----- Data listing -----

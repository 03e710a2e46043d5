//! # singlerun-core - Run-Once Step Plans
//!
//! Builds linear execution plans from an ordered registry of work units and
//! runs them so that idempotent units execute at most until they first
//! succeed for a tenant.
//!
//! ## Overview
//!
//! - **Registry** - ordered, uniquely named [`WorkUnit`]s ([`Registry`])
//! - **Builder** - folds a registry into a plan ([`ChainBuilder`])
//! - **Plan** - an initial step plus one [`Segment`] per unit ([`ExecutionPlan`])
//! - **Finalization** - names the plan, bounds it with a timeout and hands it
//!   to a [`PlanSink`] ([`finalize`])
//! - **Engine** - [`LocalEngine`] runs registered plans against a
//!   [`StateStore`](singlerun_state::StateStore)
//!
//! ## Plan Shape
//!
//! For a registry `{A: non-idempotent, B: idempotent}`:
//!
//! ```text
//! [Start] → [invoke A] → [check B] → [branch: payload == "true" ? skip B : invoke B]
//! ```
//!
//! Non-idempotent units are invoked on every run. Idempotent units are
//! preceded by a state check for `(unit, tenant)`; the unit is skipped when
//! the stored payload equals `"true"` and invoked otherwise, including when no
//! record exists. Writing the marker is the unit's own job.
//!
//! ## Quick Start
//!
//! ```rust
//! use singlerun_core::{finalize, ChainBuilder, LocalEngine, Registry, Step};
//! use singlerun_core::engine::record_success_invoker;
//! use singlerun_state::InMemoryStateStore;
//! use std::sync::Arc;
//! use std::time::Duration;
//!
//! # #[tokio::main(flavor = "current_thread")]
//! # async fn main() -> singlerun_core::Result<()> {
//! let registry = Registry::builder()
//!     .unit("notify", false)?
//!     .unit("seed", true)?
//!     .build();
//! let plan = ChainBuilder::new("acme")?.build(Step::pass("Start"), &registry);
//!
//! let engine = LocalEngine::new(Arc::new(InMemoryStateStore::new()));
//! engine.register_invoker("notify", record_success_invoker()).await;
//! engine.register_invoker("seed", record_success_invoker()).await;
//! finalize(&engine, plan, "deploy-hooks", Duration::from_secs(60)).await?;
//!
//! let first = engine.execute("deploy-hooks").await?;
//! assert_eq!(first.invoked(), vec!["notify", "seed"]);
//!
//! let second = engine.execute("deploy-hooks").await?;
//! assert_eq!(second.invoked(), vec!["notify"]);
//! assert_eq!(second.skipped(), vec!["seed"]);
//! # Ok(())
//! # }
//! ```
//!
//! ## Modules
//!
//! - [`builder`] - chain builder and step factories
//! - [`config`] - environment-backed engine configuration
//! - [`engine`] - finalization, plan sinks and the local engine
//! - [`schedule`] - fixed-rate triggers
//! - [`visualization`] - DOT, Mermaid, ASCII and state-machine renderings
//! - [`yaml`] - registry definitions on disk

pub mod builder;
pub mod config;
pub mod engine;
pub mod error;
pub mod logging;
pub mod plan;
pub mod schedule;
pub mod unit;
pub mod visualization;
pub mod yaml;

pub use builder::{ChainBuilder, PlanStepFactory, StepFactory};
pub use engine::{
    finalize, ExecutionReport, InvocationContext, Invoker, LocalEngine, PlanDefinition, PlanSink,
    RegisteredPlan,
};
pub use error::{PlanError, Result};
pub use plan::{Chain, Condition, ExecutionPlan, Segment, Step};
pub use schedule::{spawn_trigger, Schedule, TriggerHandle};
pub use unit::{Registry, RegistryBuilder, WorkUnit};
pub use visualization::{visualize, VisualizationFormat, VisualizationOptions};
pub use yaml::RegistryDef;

-----
----- Data listing -----

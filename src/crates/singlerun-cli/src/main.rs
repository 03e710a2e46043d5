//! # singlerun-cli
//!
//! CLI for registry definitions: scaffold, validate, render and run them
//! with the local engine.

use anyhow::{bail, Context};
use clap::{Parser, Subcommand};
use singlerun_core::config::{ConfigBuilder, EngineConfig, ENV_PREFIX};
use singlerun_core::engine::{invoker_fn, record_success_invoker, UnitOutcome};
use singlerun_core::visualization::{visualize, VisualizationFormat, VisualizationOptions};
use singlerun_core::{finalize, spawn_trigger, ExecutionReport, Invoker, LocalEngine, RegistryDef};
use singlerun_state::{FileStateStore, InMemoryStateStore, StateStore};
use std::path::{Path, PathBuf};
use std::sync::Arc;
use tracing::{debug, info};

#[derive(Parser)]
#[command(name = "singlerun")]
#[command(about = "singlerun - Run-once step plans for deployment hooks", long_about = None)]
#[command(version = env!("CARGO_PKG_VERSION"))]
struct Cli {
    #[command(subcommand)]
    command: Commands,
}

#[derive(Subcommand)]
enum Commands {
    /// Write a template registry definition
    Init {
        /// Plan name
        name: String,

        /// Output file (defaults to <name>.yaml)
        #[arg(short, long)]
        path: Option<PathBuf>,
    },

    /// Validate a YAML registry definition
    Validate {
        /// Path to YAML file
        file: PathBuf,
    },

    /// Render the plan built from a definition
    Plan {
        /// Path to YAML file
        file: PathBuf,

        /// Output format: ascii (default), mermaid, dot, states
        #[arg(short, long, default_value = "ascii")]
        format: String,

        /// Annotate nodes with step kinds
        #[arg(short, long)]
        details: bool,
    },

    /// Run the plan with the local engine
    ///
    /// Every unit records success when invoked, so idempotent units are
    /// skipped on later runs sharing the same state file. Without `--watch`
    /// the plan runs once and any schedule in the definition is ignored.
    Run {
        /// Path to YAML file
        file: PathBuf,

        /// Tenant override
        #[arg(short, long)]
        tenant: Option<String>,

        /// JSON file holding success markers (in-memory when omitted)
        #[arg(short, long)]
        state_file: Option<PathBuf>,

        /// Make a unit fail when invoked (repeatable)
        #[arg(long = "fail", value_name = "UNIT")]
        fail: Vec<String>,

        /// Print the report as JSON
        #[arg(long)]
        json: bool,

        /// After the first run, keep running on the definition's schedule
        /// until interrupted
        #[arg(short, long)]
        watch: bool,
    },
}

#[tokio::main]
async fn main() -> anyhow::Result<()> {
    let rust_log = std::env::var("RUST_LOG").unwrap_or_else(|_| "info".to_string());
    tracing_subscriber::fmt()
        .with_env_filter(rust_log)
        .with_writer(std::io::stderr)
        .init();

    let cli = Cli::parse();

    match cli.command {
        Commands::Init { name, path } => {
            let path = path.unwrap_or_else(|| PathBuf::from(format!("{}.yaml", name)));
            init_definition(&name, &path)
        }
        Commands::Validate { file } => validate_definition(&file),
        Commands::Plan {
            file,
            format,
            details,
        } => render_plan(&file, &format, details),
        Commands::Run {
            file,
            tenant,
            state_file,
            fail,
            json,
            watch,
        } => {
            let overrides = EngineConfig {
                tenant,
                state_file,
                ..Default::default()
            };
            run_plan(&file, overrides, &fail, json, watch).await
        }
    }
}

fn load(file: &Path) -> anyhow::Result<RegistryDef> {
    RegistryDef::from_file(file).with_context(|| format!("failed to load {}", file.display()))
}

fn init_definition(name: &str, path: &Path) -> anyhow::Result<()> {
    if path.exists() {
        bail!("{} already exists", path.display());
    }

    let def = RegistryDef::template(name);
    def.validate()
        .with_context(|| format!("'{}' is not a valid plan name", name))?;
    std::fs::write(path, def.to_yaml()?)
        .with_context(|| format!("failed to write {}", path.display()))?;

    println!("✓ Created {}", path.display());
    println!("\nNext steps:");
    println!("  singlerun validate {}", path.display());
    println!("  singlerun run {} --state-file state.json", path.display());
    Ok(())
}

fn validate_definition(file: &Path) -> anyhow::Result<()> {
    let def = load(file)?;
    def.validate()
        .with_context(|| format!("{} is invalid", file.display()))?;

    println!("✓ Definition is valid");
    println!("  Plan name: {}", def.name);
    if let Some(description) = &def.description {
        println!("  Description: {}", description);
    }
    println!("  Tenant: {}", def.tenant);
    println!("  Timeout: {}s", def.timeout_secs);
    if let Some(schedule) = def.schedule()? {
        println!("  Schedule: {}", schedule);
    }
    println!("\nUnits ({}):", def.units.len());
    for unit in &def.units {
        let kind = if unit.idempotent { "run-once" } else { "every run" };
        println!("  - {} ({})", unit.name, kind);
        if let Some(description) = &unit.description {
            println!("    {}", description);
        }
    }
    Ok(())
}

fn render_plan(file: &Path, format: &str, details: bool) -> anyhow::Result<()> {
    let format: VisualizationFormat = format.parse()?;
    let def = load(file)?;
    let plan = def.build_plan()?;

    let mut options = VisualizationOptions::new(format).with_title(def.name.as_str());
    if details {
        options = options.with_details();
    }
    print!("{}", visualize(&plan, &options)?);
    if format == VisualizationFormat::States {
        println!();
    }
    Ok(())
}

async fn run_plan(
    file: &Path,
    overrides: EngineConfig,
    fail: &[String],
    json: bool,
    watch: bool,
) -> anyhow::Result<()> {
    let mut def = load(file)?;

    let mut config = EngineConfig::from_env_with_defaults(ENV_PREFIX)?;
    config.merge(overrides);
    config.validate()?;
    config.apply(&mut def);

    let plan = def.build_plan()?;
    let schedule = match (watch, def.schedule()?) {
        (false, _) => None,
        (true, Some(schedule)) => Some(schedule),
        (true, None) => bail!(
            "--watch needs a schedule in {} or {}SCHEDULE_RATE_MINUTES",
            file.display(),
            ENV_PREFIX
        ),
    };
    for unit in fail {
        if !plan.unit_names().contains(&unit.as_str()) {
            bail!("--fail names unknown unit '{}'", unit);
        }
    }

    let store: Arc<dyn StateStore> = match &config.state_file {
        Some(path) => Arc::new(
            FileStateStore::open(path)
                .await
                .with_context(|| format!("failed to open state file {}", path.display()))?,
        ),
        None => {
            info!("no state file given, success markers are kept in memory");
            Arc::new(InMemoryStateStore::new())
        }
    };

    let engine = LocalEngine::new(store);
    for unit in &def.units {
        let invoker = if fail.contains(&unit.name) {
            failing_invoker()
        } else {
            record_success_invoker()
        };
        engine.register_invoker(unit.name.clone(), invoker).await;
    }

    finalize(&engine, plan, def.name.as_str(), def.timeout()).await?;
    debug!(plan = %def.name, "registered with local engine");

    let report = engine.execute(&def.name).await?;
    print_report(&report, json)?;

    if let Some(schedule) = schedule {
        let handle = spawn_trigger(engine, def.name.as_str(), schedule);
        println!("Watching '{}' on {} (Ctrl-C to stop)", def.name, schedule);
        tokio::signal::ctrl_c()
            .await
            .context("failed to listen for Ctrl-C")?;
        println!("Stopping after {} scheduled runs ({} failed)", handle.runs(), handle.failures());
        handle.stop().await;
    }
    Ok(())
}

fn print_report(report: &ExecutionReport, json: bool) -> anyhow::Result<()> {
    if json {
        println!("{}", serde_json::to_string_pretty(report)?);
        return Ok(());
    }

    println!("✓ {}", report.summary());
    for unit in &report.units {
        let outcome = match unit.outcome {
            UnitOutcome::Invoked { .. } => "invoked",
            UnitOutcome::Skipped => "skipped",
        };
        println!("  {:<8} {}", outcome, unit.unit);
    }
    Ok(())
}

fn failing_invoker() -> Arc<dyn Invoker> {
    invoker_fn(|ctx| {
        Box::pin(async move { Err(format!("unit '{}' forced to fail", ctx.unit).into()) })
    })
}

-----
----- Data listing -----

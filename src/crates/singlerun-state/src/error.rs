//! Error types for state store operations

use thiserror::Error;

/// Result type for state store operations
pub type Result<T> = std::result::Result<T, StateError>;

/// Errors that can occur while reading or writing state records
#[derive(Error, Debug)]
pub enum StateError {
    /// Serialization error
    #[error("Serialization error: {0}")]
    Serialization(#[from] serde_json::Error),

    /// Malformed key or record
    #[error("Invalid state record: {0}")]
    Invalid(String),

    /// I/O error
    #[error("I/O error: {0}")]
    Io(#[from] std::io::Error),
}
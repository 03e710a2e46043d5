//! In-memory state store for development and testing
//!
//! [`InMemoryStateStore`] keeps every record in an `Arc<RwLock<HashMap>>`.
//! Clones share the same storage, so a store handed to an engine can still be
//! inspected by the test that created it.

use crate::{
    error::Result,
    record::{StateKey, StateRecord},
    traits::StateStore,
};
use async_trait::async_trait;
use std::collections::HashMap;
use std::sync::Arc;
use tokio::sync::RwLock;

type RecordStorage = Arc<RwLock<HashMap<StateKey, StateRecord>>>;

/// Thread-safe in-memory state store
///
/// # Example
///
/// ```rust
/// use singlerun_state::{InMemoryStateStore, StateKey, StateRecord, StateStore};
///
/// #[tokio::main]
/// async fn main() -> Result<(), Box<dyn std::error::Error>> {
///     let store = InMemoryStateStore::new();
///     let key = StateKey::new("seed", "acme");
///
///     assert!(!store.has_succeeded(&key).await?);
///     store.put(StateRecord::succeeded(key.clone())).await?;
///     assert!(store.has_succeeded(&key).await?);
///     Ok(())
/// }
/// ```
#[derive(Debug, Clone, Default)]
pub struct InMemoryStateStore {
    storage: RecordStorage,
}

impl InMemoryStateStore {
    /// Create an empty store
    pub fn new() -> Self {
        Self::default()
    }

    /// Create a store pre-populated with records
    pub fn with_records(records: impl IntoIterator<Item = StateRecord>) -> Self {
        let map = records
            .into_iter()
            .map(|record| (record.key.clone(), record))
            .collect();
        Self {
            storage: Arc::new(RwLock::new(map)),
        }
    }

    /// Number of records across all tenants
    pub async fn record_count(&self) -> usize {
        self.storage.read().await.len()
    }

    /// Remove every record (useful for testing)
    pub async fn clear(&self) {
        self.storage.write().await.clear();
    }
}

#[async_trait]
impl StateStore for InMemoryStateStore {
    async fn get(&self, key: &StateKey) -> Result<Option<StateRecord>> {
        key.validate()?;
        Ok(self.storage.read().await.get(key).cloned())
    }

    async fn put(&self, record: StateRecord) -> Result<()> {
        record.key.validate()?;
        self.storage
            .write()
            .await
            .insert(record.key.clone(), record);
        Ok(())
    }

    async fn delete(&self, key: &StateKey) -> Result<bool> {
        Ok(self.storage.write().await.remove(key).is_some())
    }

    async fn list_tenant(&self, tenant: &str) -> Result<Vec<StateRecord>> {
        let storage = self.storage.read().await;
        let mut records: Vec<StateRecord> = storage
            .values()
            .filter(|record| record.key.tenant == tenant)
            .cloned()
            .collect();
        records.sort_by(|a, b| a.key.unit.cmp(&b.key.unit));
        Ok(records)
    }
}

-----

Using the listing above, state the number of lines that hold "FileStateStore", with no other text.

2